Are we mad for the dogs?
The standard Chicago Dog ($3.75), is not dissimilar from what you'd get from the carts in Millennium Park. The wiener is small and the poppy seed bun is overly mushy. The accompaniments are mostly fine -- a couple slices of tomato, two hot sport peppers, a dill spear, and not glopped up with too much yellow mustard. But the pickle relish is a nuclear day-glo green that is seldom seen outside of lime suckers -- and moreover has no taste. Sadly, the sport peppers are the tastiest item in the package.
The chili-cheese dog ($3.75) is similarly without oomph. You could upgrade to the Monster Dog ($5.25), billed as a full half-pound of wiener, but I'd make the step over to the Maxwell Street Polish ($3.50), which gives more taste but in a smaller package.
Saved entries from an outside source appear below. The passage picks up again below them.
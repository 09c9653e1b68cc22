//! Signal extraction configuration
//!
//! Lookup tables, decay windows and the phrase lexicon consumed by the
//! signal extractor. Everything here is versioned data: tuning a phrase
//! list or a table value never requires touching extractor control flow.

use lead_intel_core::SignalName;
use serde::{Deserialize, Serialize};
use std::collections::HashMap;

/// How a lexicon entry turns matches into a value
#[derive(Debug, Clone, Copy, PartialEq, Eq, Serialize, Deserialize, Default)]
#[serde(rename_all = "lowercase")]
pub enum MatchMode {
    /// Any match yields 1.0
    #[default]
    Presence,
    /// weight * match count / saturation, summed across entries
    Weighted,
}

/// One row of the phrase table
#[derive(Debug, Clone, PartialEq, Serialize, Deserialize)]
pub struct LexiconEntry {
    pub signal: SignalName,
    pub phrases: Vec<String>,
    #[serde(default)]
    pub mode: MatchMode,
    #[serde(default = "default_weight")]
    pub weight: f64,
    #[serde(default = "default_saturation")]
    pub saturation: f64,
}

fn default_weight() -> f64 {
    1.0
}

fn default_saturation() -> f64 {
    10.0
}

impl LexiconEntry {
    pub fn presence(signal: SignalName, phrases: &[&str]) -> Self {
        Self {
            signal,
            phrases: phrases.iter().map(|p| p.to_string()).collect(),
            mode: MatchMode::Presence,
            weight: 1.0,
            saturation: 1.0,
        }
    }

    pub fn weighted(signal: SignalName, phrases: &[&str], weight: f64, saturation: f64) -> Self {
        Self {
            signal,
            phrases: phrases.iter().map(|p| p.to_string()).collect(),
            mode: MatchMode::Weighted,
            weight,
            saturation,
        }
    }
}

/// Linear decay window: 1.0 at or below `fast`, 0.0 at or above `slow`
#[derive(Debug, Clone, Copy, PartialEq, Serialize, Deserialize)]
pub struct DecayWindow {
    pub fast: f64,
    pub slow: f64,
}

/// Budget band considered a full market fit
#[derive(Debug, Clone, Copy, PartialEq, Serialize, Deserialize)]
pub struct MarketBand {
    pub min_budget: f64,
    pub max_budget: f64,
}

impl Default for MarketBand {
    fn default() -> Self {
        Self {
            min_budget: 150_000.0,
            max_budget: 2_000_000.0,
        }
    }
}

/// A phrase that pins a timeline value
#[derive(Debug, Clone, PartialEq, Serialize, Deserialize)]
pub struct PhraseValue {
    pub phrase: String,
    pub value: f64,
}

/// Phrases indicating one buying stage
#[derive(Debug, Clone, PartialEq, Serialize, Deserialize)]
pub struct StageLexicon {
    pub stage: String,
    pub value: f64,
    pub phrases: Vec<String>,
}

/// Saturation points: the raw count mapping to 1.0
#[derive(Debug, Clone, PartialEq, Serialize, Deserialize)]
#[serde(default)]
pub struct Saturation {
    pub page_views: f64,
    pub sessions: f64,
    pub properties: f64,
    pub virtual_tours: f64,
    pub app_sessions: f64,
    pub documents: f64,
    pub household_size: f64,
    /// chars per message of slope that moves the trend signal by 0.5
    pub message_trend: f64,
    pub message_length: f64,
    pub questions: f64,
}

impl Default for Saturation {
    fn default() -> Self {
        Self {
            page_views: 20.0,
            sessions: 10.0,
            properties: 10.0,
            virtual_tours: 5.0,
            app_sessions: 10.0,
            documents: 5.0,
            household_size: 3.0,
            message_trend: 20.0,
            message_length: 100.0,
            questions: 5.0,
        }
    }
}

/// Extraction configuration
#[derive(Debug, Clone, Serialize, Deserialize)]
#[serde(default)]
pub struct ExtractionConfig {
    /// Lead source credibility on a 0-100 scale
    pub source_scores: HashMap<String, f64>,
    pub unknown_source_score: f64,
    pub missing_source_score: f64,
    /// Financing status readiness in [0, 1]
    pub financing_readiness: HashMap<String, f64>,
    pub unknown_financing: f64,
    /// Timeline field urgency in [0, 1]
    pub timeline_urgency: HashMap<String, f64>,
    pub unknown_timeline: f64,
    pub timeline_phrases: Vec<PhraseValue>,
    /// Response time window in hours
    pub response_time: DecayWindow,
    /// Activity recency window in days
    pub recency: DecayWindow,
    pub market: MarketBand,
    pub saturation: Saturation,
    pub lexicon: Vec<LexiconEntry>,
    pub formal_phrases: Vec<String>,
    pub casual_phrases: Vec<String>,
    pub decision_stages: Vec<StageLexicon>,
}

fn table(entries: &[(&str, f64)]) -> HashMap<String, f64> {
    entries.iter().map(|(k, v)| (k.to_string(), *v)).collect()
}

fn strings(items: &[&str]) -> Vec<String> {
    items.iter().map(|s| s.to_string()).collect()
}

impl Default for ExtractionConfig {
    fn default() -> Self {
        Self {
            source_scores: table(&[
                ("referral", 90.0),
                ("past_client", 85.0),
                ("google_organic", 75.0),
                ("open_house", 70.0),
                ("facebook_ads", 65.0),
                ("zillow", 60.0),
                ("realtor_com", 55.0),
                ("google_ads", 50.0),
                ("unknown", 30.0),
            ]),
            unknown_source_score: 40.0,
            missing_source_score: 30.0,
            financing_readiness: table(&[
                ("cash", 1.0),
                ("pre_approved", 0.9),
                ("va", 0.7),
                ("conventional", 0.6),
                ("jumbo", 0.6),
                ("fha", 0.5),
                ("needs_financing", 0.3),
            ]),
            unknown_financing: 0.2,
            timeline_urgency: table(&[
                ("immediate", 1.0),
                ("1_month", 0.9),
                ("2_months", 0.7),
                ("3_months", 0.5),
                ("6_months", 0.3),
                ("1_year", 0.2),
                ("flexible", 0.1),
            ]),
            unknown_timeline: 0.3,
            timeline_phrases: [
                ("asap", 1.0),
                ("immediately", 1.0),
                ("right away", 1.0),
                ("this month", 0.9),
                ("within 30 days", 0.9),
                ("next month", 0.8),
                ("this spring", 0.6),
                ("in a few months", 0.5),
                ("this year", 0.4),
                ("next year", 0.2),
                ("just looking", 0.1),
            ]
            .iter()
            .map(|(p, v)| PhraseValue {
                phrase: p.to_string(),
                value: *v,
            })
            .collect(),
            response_time: DecayWindow {
                fast: 1.0,
                slow: 48.0,
            },
            recency: DecayWindow {
                fast: 1.0,
                slow: 30.0,
            },
            market: MarketBand::default(),
            saturation: Saturation::default(),
            lexicon: default_lexicon(),
            formal_phrases: strings(&[
                "please",
                "thank you",
                "regards",
                "sincerely",
                "appreciate",
                "would you",
                "could you",
                "kindly",
            ]),
            casual_phrases: strings(&[
                "hey", "yeah", "cool", "gonna", "wanna", "lol", "thx", "yep",
            ]),
            decision_stages: vec![
                StageLexicon {
                    stage: "exploration".to_string(),
                    value: 0.25,
                    phrases: strings(&["just looking", "curious", "browsing", "thinking about"]),
                },
                StageLexicon {
                    stage: "evaluation".to_string(),
                    value: 0.5,
                    phrases: strings(&["compare", "comparing", "options", "which one", "pros and cons"]),
                },
                StageLexicon {
                    stage: "negotiation".to_string(),
                    value: 0.75,
                    phrases: strings(&["offer", "price", "negotiate", "counter", "closing costs"]),
                },
                StageLexicon {
                    stage: "commitment".to_string(),
                    value: 1.0,
                    phrases: strings(&["ready to buy", "sign", "contract", "let's do it", "move forward"]),
                },
            ],
        }
    }
}

/// Default phrase table
pub fn default_lexicon() -> Vec<LexiconEntry> {
    use SignalName::*;
    vec![
        LexiconEntry::weighted(
            UrgencyLanguage,
            &["asap", "immediately", "urgent", "emergency", "now"],
            3.0,
            10.0,
        ),
        LexiconEntry::weighted(
            UrgencyLanguage,
            &["soon", "quickly", "fast", "hurry", "rush"],
            2.0,
            10.0,
        ),
        LexiconEntry::weighted(
            UrgencyLanguage,
            &["eventually", "sometime", "when possible"],
            1.0,
            10.0,
        ),
        LexiconEntry::presence(
            PreApproval,
            &["pre-approved", "preapproved", "pre approved", "pre-approval", "approval letter"],
        ),
        LexiconEntry::presence(
            CashBuyer,
            &["cash buyer", "all cash", "paying cash", "cash offer", "pay cash"],
        ),
        LexiconEntry::weighted(
            ObjectionIntensity,
            &["too expensive", "not sure", "think about it", "not ready", "can't afford"],
            2.0,
            6.0,
        ),
        LexiconEntry::weighted(
            ObjectionIntensity,
            &["other agent", "just browsing", "maybe later", "concerned"],
            1.0,
            6.0,
        ),
        LexiconEntry::presence(
            PriceObjection,
            &["too expensive", "overpriced", "can't afford", "out of my budget", "lower price"],
        ),
        LexiconEntry::presence(
            FamilyOrientation,
            &["kids", "children", "school district", "schools", "family", "backyard"],
        ),
        LexiconEntry::presence(
            RelocationIntent,
            &["relocating", "relocation", "moving from", "transfer", "new job", "moving to"],
        ),
    ]
}

#[cfg(test)]
mod tests {
    use super::*;

    #[test]
    fn test_default_tables() {
        let config = ExtractionConfig::default();
        assert_eq!(config.source_scores["referral"], 90.0);
        assert_eq!(config.financing_readiness["cash"], 1.0);
        assert_eq!(config.timeline_urgency["immediate"], 1.0);
        assert!(config.lexicon.iter().any(|e| e.signal == SignalName::CashBuyer));
    }

    #[test]
    fn test_lexicon_yaml() {
        let yaml = r#"
signal: urgency_language
phrases: ["asap"]
mode: weighted
weight: 3.0
"#;
        let entry: LexiconEntry = serde_yaml::from_str(yaml).unwrap();
        assert_eq!(entry.signal, SignalName::UrgencyLanguage);
        assert_eq!(entry.mode, MatchMode::Weighted);
        assert_eq!(entry.saturation, 10.0);
    }
}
I was prepared to be disappointed by the bratwurst ($3), but I wasn't -- I had opted for the day's lunch special, two brats for $4, with the idea of saving one for later, and I really, really wanted to eat them both.
Mad Dog's serves a classic Johnsonville wurst with an extremely thin casing, so you're not ending up with flaps of unchewable, you know, material. If you like the brats at Madison's annual Bratfest, you'll probably like these -- they're not as mild as a real white brat, but not as spicy as, say, the brats sold at Madison butcher Jacobson Bros. They bear no resemblance to red brats.
Mad Dog's brats come with onion, sauerkraut and Düsseldorf mustard standard on what the menu says is a brat bun, but which is awfully puffy-white-bready. As declared in The Bratwurst Pages: "Brat buns resemble hot dog buns, but are larger and more substantial and chewy, and are designed to hold a single brat." This was no brat bun, though I'm sure it could have been labeled as such by some scoundrel bakery. Mad Dog's could use upgrades on its buns all around.
Also on the menu: Italian sausage ($4.25), Italian beef ($5.50), Meatball sub ($5), veggie dog ($2.75) and a walking taco (chili over Fritos, $2.75).
It's been too long since King Street's Dog Eat Dog went out of business for me to compare dogs to dogs in detail fairly, but I do remember its excellent cheese 'n' cole slaw dog, missing here, and its French fries, also missing here (because the space is too small for frying). While there's nothing to be done about the size of the space, a cheese 'n' slaw dog would make a nice addition to the menu.
And even as it stands, Mad Dog's fills a niche needed near the Square for a quick, no-fuss snack or lunch.